Maybe death metal engineers can get away with the constant drone of metallic hash noise, but for everyone else, please continue to read on...

This morning I sat in church listening to a wonderful 150-voice choir, an 8-person front-line vocal team, a 40-piece orchestra, and a tight rhythm section that included a grand piano, Hammond B3, electric and acoustic guitars, electric bass, and a full acoustic drum kit.

Because there were so many acoustic instruments and voices being miked, the drums were in a fully enclosed plexiglass booth. The sanctuary stage is not an ideal acoustic environment for all this sound in close proximity, but it’s workable for most arrangements.

However… Today, for some reason, the house engineer was running the overhead drum mics way too hot in the mix. What a waste of amazing talent. So, what’s my problem?

The problem was the constant drone of metallic hash noise coming from the ride, splash and crash cymbals. Why are you (you know who you are) miking and routing those cymbals to the main mix bus? Well, maybe death metal engineers can get away with it, but for everyone else, please continue to read on.

More Harm Than Good?

Having spent a good deal of my pro audio career in the studio or behind a front of house console, I’ve never understood the fascination with overhead drum mics. In the studio, sure, I get laying down discrete overhead tracks that can be carefully used in the final mix. But for a live mix, not so much.

I love a good sounding drum kit and have long felt that when properly tuned and mixed, a great-sounding kit can make any combination of other instruments and voices sound better than the sum of the parts. But I think the ride, splash and crash cymbals do more to ruin an otherwise good mix than any other class of instrument.

In my humble opinion, allowing overhead mics to pick up and amplify these cymbals ruins the mix, and here’s why: the upper mid-range tonal spectrum gets too crowded. Cymbals occupy a wide swath of the audible frequency spectrum (Figure 1). And when hit hard, they contain a significant amount of transient energy (Figure 2), and decay much more slowly (Figure 3) than all drum heads.

Figure 1: Frequency response of a Zildjian 20-inch ReZo crash cymbal. Notice the energy density between 100 Hz and 10 kHz. The magenta spectral line is the peak volume at the initial crash. The yellow trace is the sound level two seconds afterward, so the yellow line shows the decay. [1]
Amplifying cymbals is particularly bad because of how the tonal spectrum masks other, more deserving sonic content, specifically vocals. Cymbals just raise the noise floor of the overall mix for no good reason. You might as well just feed pink noise into the output bus and raise the level until it’s obviously annoying.

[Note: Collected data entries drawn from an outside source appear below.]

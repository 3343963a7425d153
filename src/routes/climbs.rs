use axum::{
    extract::{Path, State},
    routing::{get, post},
    Json, Router,
};
use rayon::prelude::*;
use serde::{Deserialize, Serialize};
use uuid::Uuid;

use crate::error::AppError;
use crate::pipeline::{analyze, detect, profile};
use crate::state::AppState;
use crate::types::climb::{
    number_climbs, CategoryThresholds, Climb, DetectionConfig, DetectionStrategy,
};
use crate::types::profile::{AnalyzedProfile, ElevationSample, RouteCoordinate};

const MAX_BATCH_PROFILES: usize = 500;

pub fn router() -> Router<AppState> {
    Router::new()
        .route("/api/climbs", post(analyze_route))
        .route("/api/climbs/batch", post(analyze_batch))
        .route("/api/climbs/:profile_id", get(get_analysis))
}

/// Per-request changes to the server's detection settings.
#[derive(Debug, Default, Deserialize)]
#[serde(deny_unknown_fields)]
struct DetectionOverrides {
    min_gradient: Option<f64>,
    min_length_m: Option<f64>,
    smoothing_window: Option<usize>,
    merge_gap_m: Option<f64>,
    min_downhill_gradient: Option<f64>,
    min_downhill_length_m: Option<f64>,
    lookahead_distance_m: Option<f64>,
    lookahead_stop_on_descent: Option<bool>,
    final_min_gradient: Option<f64>,
    categories: Option<CategoryThresholds>,
    strategy: Option<DetectionStrategy>,
    remove_overlaps: Option<bool>,
}

impl DetectionOverrides {
    fn apply(self, base: &DetectionConfig) -> DetectionConfig {
        DetectionConfig {
            min_gradient: self.min_gradient.unwrap_or(base.min_gradient),
            min_length_m: self.min_length_m.unwrap_or(base.min_length_m),
            smoothing_window: self.smoothing_window.unwrap_or(base.smoothing_window),
            merge_gap_m: self.merge_gap_m.unwrap_or(base.merge_gap_m),
            min_downhill_gradient: self
                .min_downhill_gradient
                .unwrap_or(base.min_downhill_gradient),
            min_downhill_length_m: self
                .min_downhill_length_m
                .unwrap_or(base.min_downhill_length_m),
            lookahead_distance_m: self
                .lookahead_distance_m
                .unwrap_or(base.lookahead_distance_m),
            lookahead_stop_on_descent: self
                .lookahead_stop_on_descent
                .unwrap_or(base.lookahead_stop_on_descent),
            final_min_gradient: self.final_min_gradient.unwrap_or(base.final_min_gradient),
            categories: self.categories.unwrap_or(base.categories),
            strategy: self.strategy.unwrap_or(base.strategy),
            remove_overlaps: self.remove_overlaps.unwrap_or(base.remove_overlaps),
        }
    }
}

#[derive(Deserialize)]
#[serde(deny_unknown_fields)]
struct AnalyzeRequest {
    samples: Option<Vec<ElevationSample>>,
    coordinates: Option<Vec<RouteCoordinate>>,
    #[serde(default)]
    config: Option<DetectionOverrides>,
    max_profile_points: Option<usize>,
}

#[derive(Serialize)]
struct AnalyzeResponse {
    profile_id: String,
    #[serde(flatten)]
    analysis: AnalyzedProfile,
}

#[derive(Deserialize)]
#[serde(deny_unknown_fields)]
struct BatchRequest {
    profiles: Vec<BatchProfile>,
    #[serde(default)]
    config: Option<DetectionOverrides>,
}

#[derive(Deserialize)]
struct BatchProfile {
    id: String,
    samples: Vec<ElevationSample>,
}

#[derive(Serialize)]
struct BatchResult {
    id: String,
    #[serde(skip_serializing_if = "Option::is_none")]
    climbs: Option<Vec<Climb>>,
    #[serde(skip_serializing_if = "Option::is_none")]
    error: Option<String>,
}

#[derive(Serialize)]
struct BatchResponse {
    results: Vec<BatchResult>,
}

async fn analyze_route(
    State(state): State<AppState>,
    Json(req): Json<AnalyzeRequest>,
) -> Result<Json<AnalyzeResponse>, AppError> {
    let config = resolve_config(&state, req.config)?;

    let samples = match (req.samples, req.coordinates) {
        (Some(samples), None) => samples,
        (None, Some(coordinates)) => profile::build_profile(&coordinates)?,
        (Some(_), Some(_)) => {
            return Err(AppError::BadRequest(
                "Provide either samples or coordinates, not both".to_string(),
            ))
        }
        (None, None) => {
            return Err(AppError::BadRequest(
                "No samples or coordinates provided".to_string(),
            ))
        }
    };

    let max_points = req
        .max_profile_points
        .unwrap_or(state.config().max_profile_points);

    let sample_count = samples.len();
    let analysis =
        tokio::task::spawn_blocking(move || analyze::analyze(&samples, &config, max_points))
            .await
            .map_err(|e| AppError::Internal(format!("Profile analysis failed: {}", e)))??;
    let profile_id = Uuid::new_v4().to_string();

    tracing::info!(
        "Analyzed profile {} ({} samples, {:.2} km, {} climbs)",
        profile_id,
        sample_count,
        analysis.stats.total_distance_m / 1000.0,
        analysis.climbs.len()
    );

    state.insert(profile_id.clone(), analysis.clone());

    Ok(Json(AnalyzeResponse {
        profile_id,
        analysis,
    }))
}

async fn get_analysis(
    State(state): State<AppState>,
    Path(profile_id): Path<String>,
) -> Result<Json<AnalyzeResponse>, AppError> {
    let analysis = state
        .get(&profile_id)
        .ok_or_else(|| AppError::NotFound(profile_id.clone()))?;

    Ok(Json(AnalyzeResponse {
        profile_id,
        analysis,
    }))
}

async fn analyze_batch(
    State(state): State<AppState>,
    Json(req): Json<BatchRequest>,
) -> Result<Json<BatchResponse>, AppError> {
    if req.profiles.len() > MAX_BATCH_PROFILES {
        return Err(AppError::BadRequest(format!(
            "Too many profiles: {} (max {})",
            req.profiles.len(),
            MAX_BATCH_PROFILES
        )));
    }

    let config = resolve_config(&state, req.config)?;
    let profiles = req.profiles;
    let count = profiles.len();

    let results = tokio::task::spawn_blocking(move || {
        profiles
            .into_par_iter()
            .map(|p| match detect::detect_climbs(&p.samples, &config) {
                Ok(mut climbs) => {
                    number_climbs(&mut climbs);
                    BatchResult {
                        id: p.id,
                        climbs: Some(climbs),
                        error: None,
                    }
                }
                Err(e) => BatchResult {
                    id: p.id,
                    climbs: None,
                    error: Some(e.to_string()),
                },
            })
            .collect::<Vec<_>>()
    })
    .await
    .map_err(|e| AppError::Internal(format!("Batch analysis failed: {}", e)))?;

    tracing::info!("Analyzed batch of {} profiles", count);

    Ok(Json(BatchResponse { results }))
}

fn resolve_config(
    state: &AppState,
    overrides: Option<DetectionOverrides>,
) -> Result<DetectionConfig, AppError> {
    let config = overrides
        .unwrap_or_default()
        .apply(&state.config().detection);
    config.validate()?;
    Ok(config)
}
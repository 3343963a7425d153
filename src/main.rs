use axum::Router;
use climbviz_rs::{config, routes, state};
use tower_http::cors::{Any, CorsLayer};
use tower_http::trace::TraceLayer;
use tracing_subscriber::{layer::SubscriberExt, util::SubscriberInitExt};

#[global_allocator]
static GLOBAL: mimalloc::MiMalloc = mimalloc::MiMalloc;

#[tokio::main]
async fn main() {
    // Initialize tracing
    tracing_subscriber::registry()
        .with(
            tracing_subscriber::EnvFilter::try_from_default_env()
                .unwrap_or_else(|_| "climbviz_rs=info,tower_http=debug".into()),
        )
        .with(tracing_subscriber::fmt::layer())
        .init();

    let config = config::Config::from_env();
    let addr = format!("0.0.0.0:{}", config.port);
    let max_body_size = config.max_body_size;
    let cache_ttl = config.cache_ttl;
    let state = state::AppState::new(config);

    // Start cache eviction task
    let eviction_state = state.clone();
    tokio::spawn(async move {
        loop {
            tokio::time::sleep(tokio::time::Duration::from_secs(300)).await; // Every 5 minutes
            eviction_state.evict_expired(cache_ttl);
        }
    });

    let app = Router::new()
        .merge(routes::health::router())
        .merge(routes::climbs::router())
        .layer(
            CorsLayer::new()
                .allow_origin(Any)
                .allow_methods(Any)
                .allow_headers(Any),
        )
        .layer(axum::extract::DefaultBodyLimit::max(max_body_size))
        .layer(TraceLayer::new_for_http())
        .with_state(state);

    let listener = tokio::net::TcpListener::bind(&addr).await.unwrap();

    tracing::info!("ClimbViz-RS listening on {}", addr);
    tracing::info!("Health check: http://{}/health", addr);
    tracing::info!("Analyze: POST http://{}/api/climbs", addr);
    tracing::info!("Batch: POST http://{}/api/climbs/batch", addr);

    axum::serve(listener, app).await.unwrap();
}
use crate::error::{Result, TensorError};
use crate::fixed::Q8_8;

/// A dense row-major matrix of Q8.8 values.
///
/// Holds `rows * cols` contiguous words. Inputs handed to the convolution
/// engine are only ever read through shared references; the engine's output
/// is the one matrix that gets written in place.
#[derive(Debug, Clone, PartialEq, Eq)]
pub struct Matrix {
    data: Vec<Q8_8>,
    rows: usize,
    cols: usize,
}

impl Matrix {
    /// Create a matrix from row-major data.
    ///
    /// # Errors
    /// Returns an error if `data.len() != rows * cols`.
    pub fn new(data: Vec<Q8_8>, rows: usize, cols: usize) -> Result<Self> {
        if data.len() != rows * cols {
            return Err(TensorError::LengthMismatch {
                len: data.len(),
                rows,
                cols,
            });
        }
        Ok(Matrix { data, rows, cols })
    }

    /// Create a zero-filled matrix.
    pub fn zeros(rows: usize, cols: usize) -> Self {
        Matrix {
            data: vec![Q8_8::ZERO; rows * cols],
            rows,
            cols,
        }
    }

    /// Build a matrix by calling `f(row, col)` for each element in row-major
    /// order.
    pub fn from_fn(rows: usize, cols: usize, mut f: impl FnMut(usize, usize) -> Q8_8) -> Self {
        let mut data = Vec::with_capacity(rows * cols);
        for r in 0..rows {
            for c in 0..cols {
                data.push(f(r, c));
            }
        }
        Matrix { data, rows, cols }
    }

    /// Build a matrix by encoding real values (row-major).
    pub fn from_f32(values: &[f32], rows: usize, cols: usize) -> Result<Self> {
        Self::new(values.iter().map(|&v| Q8_8::from_f32(v)).collect(), rows, cols)
    }

    /// Build a matrix from nested rows. All rows must have the same length.
    pub fn from_rows(rows: &[Vec<Q8_8>]) -> Result<Self> {
        let n_rows = rows.len();
        let n_cols = rows.first().map_or(0, Vec::len);
        let mut data = Vec::with_capacity(n_rows * n_cols);
        for row in rows {
            if row.len() != n_cols {
                return Err(TensorError::ShapeMismatch {
                    expected: vec![n_rows, n_cols],
                    got: vec![n_rows, row.len()],
                });
            }
            data.extend_from_slice(row);
        }
        Ok(Matrix {
            data,
            rows: n_rows,
            cols: n_cols,
        })
    }

    pub fn rows(&self) -> usize {
        self.rows
    }

    pub fn cols(&self) -> usize {
        self.cols
    }

    /// Returns `(rows, cols)`.
    pub fn dims(&self) -> (usize, usize) {
        (self.rows, self.cols)
    }

    pub fn is_square(&self) -> bool {
        self.rows == self.cols
    }

    /// Element at `(row, col)`.
    ///
    /// # Panics
    /// Panics if the index is out of bounds.
    pub fn at(&self, row: usize, col: usize) -> Q8_8 {
        assert!(
            row < self.rows && col < self.cols,
            "index ({}, {}) out of bounds for {}x{}",
            row,
            col,
            self.rows,
            self.cols
        );
        self.data[row * self.cols + col]
    }

    /// Checked element access.
    pub fn get(&self, row: usize, col: usize) -> Result<Q8_8> {
        if row >= self.rows || col >= self.cols {
            return Err(TensorError::OutOfBounds {
                row,
                col,
                rows: self.rows,
                cols: self.cols,
            });
        }
        Ok(self.data[row * self.cols + col])
    }

    /// One row as a slice.
    pub fn row(&self, row: usize) -> &[Q8_8] {
        let start = row * self.cols;
        &self.data[start..start + self.cols]
    }

    /// Mutable access to one row.
    pub fn row_mut(&mut self, row: usize) -> &mut [Q8_8] {
        let start = row * self.cols;
        &mut self.data[start..start + self.cols]
    }

    /// The underlying row-major data.
    pub fn as_slice(&self) -> &[Q8_8] {
        &self.data
    }

    /// Iterator over rows.
    pub fn iter_rows(&self) -> impl Iterator<Item = &[Q8_8]> {
        // chunks_exact(0) panics, and a zero-column matrix has no data anyway.
        self.data.chunks_exact(self.cols.max(1)).take(self.rows)
    }

    /// Decode every element to `f32` (row-major).
    pub fn to_f32_vec(&self) -> Vec<f32> {
        self.data.iter().map(|q| q.to_f32()).collect()
    }
}
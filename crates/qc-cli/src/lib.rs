//! `qc-cli` - Command-line entry point and UART-style telemetry for qc.

pub mod args;
pub mod uart;

use std::io::Write;

use anyhow::{Context, Result};
use qc_conv::{ConvConfig, ConvOutput, ConvolutionEngine};
use qc_gen::MatrixGenerator;

pub use args::Args;

/// Generate the operands, run the convolution and write the UART dump.
///
/// The input is drawn before the kernel from a single generator seeded
/// with `args.seed`.
pub fn run<W: Write>(args: &Args, out: &mut W) -> Result<ConvOutput> {
    let config = ConvConfig::new(args.input_size, args.kernel_size, args.tile_size)
        .context("invalid convolution configuration")?;

    let mut generator = MatrixGenerator::new(args.seed);
    let input = generator.square(config.input_size);
    let kernel = generator.square(config.kernel_size);
    log::debug!(
        "generated {}x{} input and {}x{} kernel (seed {})",
        input.rows(),
        input.cols(),
        kernel.rows(),
        kernel.cols(),
        args.seed
    );

    let mut engine = ConvolutionEngine::with_hardware(config)?;
    let result = engine.run(&input, &kernel)?;

    if !args.no_timing {
        uart::write_timing(out, &result).context("failed to write timing")?;
    }
    uart::write_matrix(out, &result.output, args.chunk).context("failed to write output")?;
    Ok(result)
}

Even without amplification, cymbals can easily overwhelm solo and background vocals, strings, acoustic guitars, woodwinds, keyboards, and a whole host of other instruments that have fundamental, and second and third harmonic tonalities between 400 Hz and 10 kHz. [2]

Figure 2: Recording level versus time of the Zildjian ReZo crash cymbal, shown in 10ths of a second. The peak level of sound is reached at 0.15 to 0.2 seconds, followed by the decay. [1]
The only cymbals I consider worthy of miking for live reinforcement are the high-hat pair, presuming the drummer isn’t too heavy handed when the pair are open. There are many effective ways to mic the hat, so I won’t go further into that topic.

If you absolutely have to deploy a couple of overhead mics (e.g., because the drummer insists they’re needed for his in-ear monitor mix) pull them out of the house mix and only consider bringing up those faders during a soft ballad, when the drummer is most likely playing as light as he ever does.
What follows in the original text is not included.